§ Problem description
For the word "environment", state how many lines of the data include it. Respond with the number only.

§ Records from a data source
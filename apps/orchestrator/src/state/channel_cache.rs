// [apps/orchestrator/src/state/channel_cache.rs]
/*!
 * APARATO: CACHÉ DE CANAL (§4.5 PASO 2, §5)
 * RESPONSABILIDAD: `(app_id, channel_name) -> Channel` CON TTL ACOTADO
 *
 * Best-effort: una entrada vencida simplemente provoca una relectura
 * de base de datos, nunca un error. Las rutas de escritura (activación
 * de release) deben poder saltarse el caché explícitamente vía
 * `invalidate`; este módulo no se suscribe a eventos de escritura por
 * sí mismo — el llamador decide cuándo invalidar.
 */

use std::collections::HashMap;
use std::sync::Mutex;
use std::time::{Duration, Instant};

use bundlenudge_domain_models::Channel;
use uuid::Uuid;

struct CachedEntry {
    channel: Channel,
    inserted_at: Instant,
}

pub struct ChannelCache {
    ttl: Duration,
    entries: Mutex<HashMap<(Uuid, String), CachedEntry>>,
}

impl ChannelCache {
    pub fn new(ttl_seconds: u64) -> Self {
        Self {
            ttl: Duration::from_secs(ttl_seconds),
            entries: Mutex::new(HashMap::new()),
        }
    }

    pub fn get(&self, app_id: Uuid, channel_name: &str) -> Option<Channel> {
        let key = (app_id, channel_name.to_string());
        let guard = self.entries.lock().expect("channel cache mutex poisoned");
        let entry = guard.get(&key)?;
        if entry.inserted_at.elapsed() >= self.ttl {
            return None;
        }
        Some(entry.channel.clone())
    }

    pub fn put(&self, app_id: Uuid, channel_name: &str, channel: Channel) {
        let key = (app_id, channel_name.to_string());
        let mut guard = self.entries.lock().expect("channel cache mutex poisoned");
        guard.insert(key, CachedEntry { channel, inserted_at: Instant::now() });
    }

    /// Usado por las rutas de escritura (activación, cambio de rollout)
    /// para garantizar que la siguiente lectura vea el estado fresco en
    /// vez de esperar a que el TTL expire por sí solo.
    pub fn invalidate(&self, app_id: Uuid, channel_name: &str) {
        let key = (app_id, channel_name.to_string());
        self.entries.lock().expect("channel cache mutex poisoned").remove(&key);
    }
}

#[cfg(test)]
mod tests {
    use super::*;
    use bundlenudge_domain_models::Constraints;

    fn sample_channel(app_id: Uuid) -> Channel {
        Channel {
            id: Uuid::new_v4(),
            app_id,
            name: "production".to_string(),
            is_default: true,
            rollout_percentage: 100,
            targeting_rules: Constraints::any_platform(),
            active_release_id: None,
        }
    }

    #[test]
    fn miss_when_absent() {
        let cache = ChannelCache::new(5);
        assert!(cache.get(Uuid::new_v4(), "production").is_none());
    }

    #[test]
    fn hit_within_ttl() {
        let cache = ChannelCache::new(5);
        let app_id = Uuid::new_v4();
        cache.put(app_id, "production", sample_channel(app_id));
        assert!(cache.get(app_id, "production").is_some());
    }

    #[test]
    fn invalidate_forces_a_miss() {
        let cache = ChannelCache::new(5);
        let app_id = Uuid::new_v4();
        cache.put(app_id, "production", sample_channel(app_id));
        cache.invalidate(app_id, "production");
        assert!(cache.get(app_id, "production").is_none());
    }

    #[test]
    fn expired_entry_is_treated_as_a_miss() {
        let cache = ChannelCache::new(0);
        let app_id = Uuid::new_v4();
        cache.put(app_id, "production", sample_channel(app_id));
        std::thread::sleep(Duration::from_millis(5));
        assert!(cache.get(app_id, "production").is_none());
    }
}
// [apps/orchestrator/src/main.rs]
/*!
 * APARATO: PUNTO DE ENTRADA DEL ORQUESTADOR
 * CLASIFICACIÓN: APPLICATION SHELL (ESTRATO L3)
 * RESPONSABILIDAD: CARGA DE ENTORNO, OBSERVABILIDAD E IGNICIÓN DEL KERNEL
 */

use bundlenudge_orchestrator::prelude::OrchestratorKernel;
use bundlenudge_tracing_init::init_tracing;
use dotenvy::dotenv;
use tracing::info;

fn main() -> Result<(), Box<dyn std::error::Error>> {
    dotenv().ok();
    init_tracing("bundlenudge_orchestrator");

    let runtime = tokio::runtime::Builder::new_multi_thread().enable_all().build()?;

    runtime.block_on(async {
        let database_connection_url =
            std::env::var("DATABASE_URL").expect("FATAL: DATABASE_URL not set in the runtime environment");
        let database_access_token = std::env::var("TURSO_AUTH_TOKEN").ok();
        let device_token_secret = std::env::var("DEVICE_TOKEN_SECRET")
            .expect("FATAL: DEVICE_TOKEN_SECRET not set in the runtime environment")
            .into_bytes();
        let listening_port: u16 = std::env::var("PORT").unwrap_or_else(|_| "3000".to_string()).parse().unwrap_or(3000);

        info!("🛰️ [BUNDLENUDGE]: ignition sequence starting...");
        let kernel =
            OrchestratorKernel::ignite(&database_connection_url, database_access_token, device_token_secret, listening_port)
                .await;

        kernel.serve().await;
        Ok(())
    })
}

§ Answer to this problem
2